No one knows that more than Shawn Camille Skarheim, who left her home in Norway to fly to Hawaii last week with the hope of seeing her dying father, Ronald Richey, one last time.
Her 82-year-old father died Oct. 22 while she was en route and she missed the goodbye that she longed for by mere hours. Then came another disappointment. Skarheim learned upon entering Hawaii that she would be subject to the state’s mandatory 14-day self-quarantine for trans-Pacific travelers.
Skarheim took a COVID-19 test before flying. But state officials wouldn’t accept the test as part of its pre-arrivals testing program since it was taken in Norway, where Hawaii doesn’t yet have any trusted testing partners. Also, the test results were in Norwegian, so they would have been hard for officials to read.
She immediately began the process of applying for a quarantine exemption to attend her father’s viewing and manage and gather her father’s belongings. She sought assistance from the state as well as the Visitor Aloha Society of Hawaii and the Norwegian consulate. To support her exemption application, she said that she also took a COVID-19 test on Monday in Hawaii, which came back negative.
The state Department of Defense granted Skarheim a limited exemption Tuesday to visit her father’s apartment that day and to attend his viewing today. But Skarheim said she’s appealing that decision because she needs a full exemption to take care of bereavement responsibilities. For starters, she’s got to clean out the apartment where her father kept 35 years of Hawaii belongings. She’d also like time to learn more about the father whom she barely knew.
“He and my mother divorced when I was 2, and I didn’t see him again until I was 16. I used the Salvation Army to find him and then traveled to Hawaii to see him, but it was a difficult and emotional time for us,” the now 49-year-old Skarheim said. “We got into an argument and I left in a bad way.”
It wasn’t until November 2019 that Skarheim said she and her dad reconnected after she sent him a friend request on Facebook.
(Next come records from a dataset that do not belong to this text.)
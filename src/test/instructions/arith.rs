use super::*;

#[test]
fn add_registers() {
    instruction_runs! {
        make_arith_reg(Opcode::Add, Register::R2, Register::R0, Register::R1),
        [R0 = 42, R1 = 64] => [R2 = 106]
    };
}

#[test]
fn add_immediate() {
    instruction_runs! {
        make_arith_imm(Opcode::Add, Register::R0, Register::R0, 15),
        [R0 = 10] => [R0 = 25]
    };
}

#[test]
fn add_negative_immediate() {
    instruction_runs! {
        make_arith_imm(Opcode::Add, Register::R0, Register::R0, (-16i16) as Word),
        [R0 = 10] => [R0 = (-6i16) as Word]
    };
}

#[test]
fn add_wraps_and_sets_overflow() {
    let machine = instruction_runs! {
        make_arith_reg(Opcode::Add, Register::R2, Register::R0, Register::R1),
        [R0 = 0x7fff, R1 = 1] => [R2 = 0x8000]
    };
    let flags = machine.flags();
    assert!(flags.v);
    assert!(flags.n);
    assert!(!flags.c);
    assert!(!flags.z);
}

#[test]
fn add_sets_carry_for_negative_operands() {
    let machine = instruction_runs! {
        make_arith_reg(Opcode::Add, Register::R2, Register::R0, Register::R1),
        [R0 = (-1i16) as Word, R1 = (-1i16) as Word] => [R2 = (-2i16) as Word]
    };
    assert!(machine.flags().c);
    assert!(!machine.flags().v);
}

#[test]
fn sub_registers() {
    instruction_runs! {
        make_arith_reg(Opcode::Sub, Register::R2, Register::R0, Register::R1),
        [R0 = 10, R1 = 3] => [R2 = 7]
    };
}

#[test]
fn sub_to_zero_sets_z() {
    let machine = instruction_runs! {
        make_arith_imm(Opcode::Sub, Register::R0, Register::R0, 5),
        [R0 = 5] => [R0 = 0]
    };
    assert!(machine.flags().z);
    assert!(!machine.flags().n);
}

#[test]
fn cmp_sets_flags_without_writing() {
    let machine = instruction_runs! {
        make_arith_imm(Opcode::Cmp, Register::R0, Register::R1, 5),
        [R1 = 3] => [R1 = 3, R0 = 0]
    };
    assert!(machine.flags().n);
    assert!(machine.flags().condition(CondCode::Lt));
}

#[test]
fn cmp_register_form() {
    let machine = instruction_runs! {
        make_arith_reg(Opcode::Cmp, Register::R0, Register::R1, Register::R2),
        [R1 = 9, R2 = 9] => [R1 = 9, R2 = 9]
    };
    assert!(machine.flags().z);
}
Skarheim said she’s only recently discovered that her father was an Army veteran, who in the later years of his life had become very active in a 12-step recovery program and had founded a well-known meeting.
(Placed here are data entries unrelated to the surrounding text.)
//! Renders the `.lst` and `.bst` listing artifacts.
//!
//! A listing collects up to four sections: the banner with the tool version,
//! date and user name, an echo of the module header, the location/code/source
//! table, and (for executed programs) the captured output plus the program
//! statistics footer. The `.bst` variant renders every code word as sixteen
//! binary digits grouped in fours instead of four hex digits.

use crate::ObjModule;

pub const VERSION_BANNER: &str = "LCC Assemble/Link/Interpret/Debug Ver 0.1";

/// The banner date, e.g. `Sat Aug 01 2026 10:44:22`.
pub fn current_date() -> String {
    chrono::Local::now().format("%a %b %d %Y %H:%M:%S").to_string()
}

const OUTPUT_RULER: &str = "====================================================== Output";
const STATS_RULER: &str = "========================================== Program statistics";

/// One source line of the table, carrying the words it emitted.
///
/// Lines that emit nothing (comments, bare labels, directives) have no
/// location; loaded executables have locations and words but no source.
#[derive(Debug, Clone, PartialEq, Eq)]
pub struct ListingLine {
    pub loc: Option<u16>,
    pub words: Vec<u16>,
    pub source: Option<String>,
}

impl ListingLine {
    pub fn source_only(source: &str) -> ListingLine {
        ListingLine {
            loc: None,
            words: Vec::new(),
            source: Some(source.to_string()),
        }
    }
}

/// The statistics footer of an executed program.
#[derive(Debug, Clone, PartialEq, Eq)]
pub struct Stats {
    pub input_file: String,
    pub instructions_executed: u64,
    pub program_size: u32,
    pub max_stack: u32,
    pub load_point: u16,
}

pub struct Listing<'a> {
    pub date: String,
    pub user: Option<String>,
    pub header: Option<&'a ObjModule>,
    pub lines: Vec<ListingLine>,
    pub output: Option<String>,
    pub stats: Option<Stats>,
}

impl<'a> Listing<'a> {
    pub fn new(date: String) -> Listing<'a> {
        Listing {
            date,
            user: None,
            header: None,
            lines: Vec::new(),
            output: None,
            stats: None,
        }
    }

    /// Renders the listing text; `binary` selects the `.bst` word format.
    pub fn render(&self, binary: bool) -> String {
        let mut out = String::new();
        let code_width = if binary { 19 } else { 13 };

        out.push_str(&format!("{}  {}\n", VERSION_BANNER, self.date));
        if let Some(user) = &self.user {
            out.push_str(user);
            out.push('\n');
        }

        if let Some(module) = self.header {
            out.push('\n');
            out.push_str("Header\n");
            out.push_str("o\n");
            for entry in module.entries() {
                match entry.label() {
                    Some(label) => out.push_str(&format!(
                        "{} {:04x} {}\n",
                        entry.tag() as char,
                        entry.addr(),
                        label
                    )),
                    None => out.push_str(&format!(
                        "{} {:04x}\n",
                        entry.tag() as char,
                        entry.addr()
                    )),
                }
            }
            out.push_str("C\n");
        }

        let mut lines: &[ListingLine] = &self.lines[..];
        // The reference tool drops a single trailing blank line.
        if let Some(last) = lines.last() {
            let blank = last.words.is_empty()
                && last
                    .source
                    .as_ref()
                    .map(|s| s.trim().is_empty())
                    .unwrap_or(true);
            if blank {
                lines = &lines[..lines.len() - 1];
            }
        }

        if !lines.is_empty() {
            out.push('\n');
            out.push_str(&format!(
                "Loc   {:<width$}  Source Code\n",
                "Code",
                width = code_width
            ));
            for line in lines {
                render_line(&mut out, line, binary, code_width);
            }
        }

        if let Some(output) = &self.output {
            out.push('\n');
            out.push_str(OUTPUT_RULER);
            out.push('\n');
            out.push_str(output);
            if !output.is_empty() && !output.ends_with('\n') {
                out.push('\n');
            }
        }

        if let Some(stats) = &self.stats {
            out.push('\n');
            out.push_str(STATS_RULER);
            out.push('\n');
            out.push_str(&format!("Input file name        = {}\n", stats.input_file));
            out.push_str(&stat_line(
                "Instructions executed ",
                stats.instructions_executed,
            ));
            out.push_str(&stat_line("Program size          ", u64::from(stats.program_size)));
            out.push_str(&stat_line("Max stack size        ", u64::from(stats.max_stack)));
            out.push_str(&stat_line("Load point            ", u64::from(stats.load_point)));
        }

        out
    }
}

fn stat_line(name: &str, value: u64) -> String {
    format!("{} = {:x} (hex)    {} (dec)\n", name, value, value)
}

fn render_line(out: &mut String, line: &ListingLine, binary: bool, width: usize) {
    let source = line.source.as_deref();

    if line.words.is_empty() {
        match source {
            Some(text) if !text.trim().is_empty() => {
                out.push_str(&format!("{:pad$}{}\n", "", text, pad = 6 + width + 2));
            }
            Some(_) => out.push('\n'),
            None => {}
        }
        return;
    }

    let base = line.loc.unwrap_or(0);
    for (i, &word) in line.words.iter().enumerate() {
        let loc = base.wrapping_add(i as u16);
        let code = format_word(word, binary);
        match source {
            // source sits on the first row of its line
            Some(text) if i == 0 && !text.is_empty() => {
                out.push_str(&format!(
                    "{:04x}  {:<width$}  {}\n",
                    loc,
                    code,
                    text,
                    width = width
                ));
            }
            _ => out.push_str(&format!("{:04x}  {}\n", loc, code)),
        }
    }
}

/// `1234` in `.lst`, `0001 0010 0011 0100` in `.bst`.
pub fn format_word(word: u16, binary: bool) -> String {
    if binary {
        let digits = format!("{:016b}", word);
        let mut grouped = String::with_capacity(19);
        for (i, ch) in digits.chars().enumerate() {
            if i > 0 && i % 4 == 0 {
                grouped.push(' ');
            }
            grouped.push(ch);
        }
        grouped
    } else {
        format!("{:04x}", word)
    }
}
Skarheim said she’s worried that unless she gets a full exemption to the quarantine that she won’t ever be able to truly know her father, even if it is only by sifting through his belongings and mining the memories of those who were close to him.
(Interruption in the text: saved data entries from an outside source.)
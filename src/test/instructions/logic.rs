use super::*;

#[test]
fn and_registers() {
    instruction_runs! {
        make_arith_reg(Opcode::And, Register::R2, Register::R0, Register::R1),
        [R0 = 0x0ff0, R1 = 0x00ff] => [R2 = 0x00f0]
    };
}

#[test]
fn and_immediate_masks_low_bits() {
    instruction_runs! {
        make_arith_imm(Opcode::And, Register::R0, Register::R0, 7),
        [R0 = 0x1234] => [R0 = 4]
    };
}

#[test]
fn and_zero_result_sets_z() {
    let machine = instruction_runs! {
        make_arith_reg(Opcode::And, Register::R2, Register::R0, Register::R1),
        [R0 = 0xf000, R1 = 0x0fff] => [R2 = 0]
    };
    assert!(machine.flags().z);
}

#[test]
fn or_accumulates() {
    instruction_runs! {
        make_ext_reg(ExtOpcode::Or, Register::R0, Register::R1),
        [R0 = 0xf000, R1 = 0x000f] => [R0 = 0xf00f]
    };
}

#[test]
fn xor_toggles() {
    let machine = instruction_runs! {
        make_ext_reg(ExtOpcode::Xor, Register::R0, Register::R1),
        [R0 = 0xff00, R1 = 0xffff] => [R0 = 0x00ff]
    };
    assert!(!machine.flags().n);
}

#[test]
fn xor_self_clears() {
    let machine = instruction_runs! {
        make_ext_reg(ExtOpcode::Xor, Register::R1, Register::R1),
        [R1 = 0x5a5a] => [R1 = 0]
    };
    assert!(machine.flags().z);
}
“Time is running out. I have to leave on Friday night to go back to my job in Norway,” Skarheim said. “It’s now or never for me. My heart’s desire was to see where he lived, meet his friends, and to walk in his footsteps as best I can in this short time.”
Skarheim isn’t the only traveler to Hawaii to end up on the wrong side of the state’s strict entry protocols. Hawaii’s quickly getting a reputation in national media as a place where travelers must follow the rules or risk getting stuck.
It’s only been two weeks today since Hawaii’s pre- arrivals testing program launched and already more than 10,000 travelers have had to quarantine. Commonly this occurs because a passenger didn’t take a COVID-19 test before arriving in Hawaii, they took the wrong test, their test wasn’t from a trusted testing partner or something went amiss when the results were uploaded to the Safe Travels Hawaii application. Sometimes, quarantining passengers have been released after a manual review of their tests, but there’s a backlog.
Travelers also can get out of the quarantine, which has been in place since March 26, if they are granted an exemption by the state Department of Defense. But generally, travelers are expected to get those exemptions before arriving in Hawaii.
The State of Hawaii COVID-19 Joint Information Center said Wednesday that it could not comment on Skarheim’s particular situation, but that it would review where she was in the process.
JIC said that “the state routinely provides humanitarian exemptions to individuals like Ms. Skarheim who are facing personal circumstances that need flexibility out of total 14-day traveler quarantine. These humanitarian exemptions are always limited in nature and meant to allow the individuals to properly address the circumstances they face. They are not blanket exemptions.”
JIC said, for example, “if a traveler has a sick relative at Queen’s, we would confirm with Queen’s that the traveler is allowed to visit and then we would allow an exemption so those visits could happen. A blanket exemption is not appropriate given the goal of the system is to guard against COVID infection.”
Jessica Lani Rich, VASH president and CEO, said the nonprofit, which helps visitors in distress, has reached out to Skarheim.
“We’re glad that the state granted her a limited exemption, but we are hopeful that the state might consider granting her a full exemption given that her father has died. She only has a limited opportunity to be here and do the things that she needs to do,” Rich said.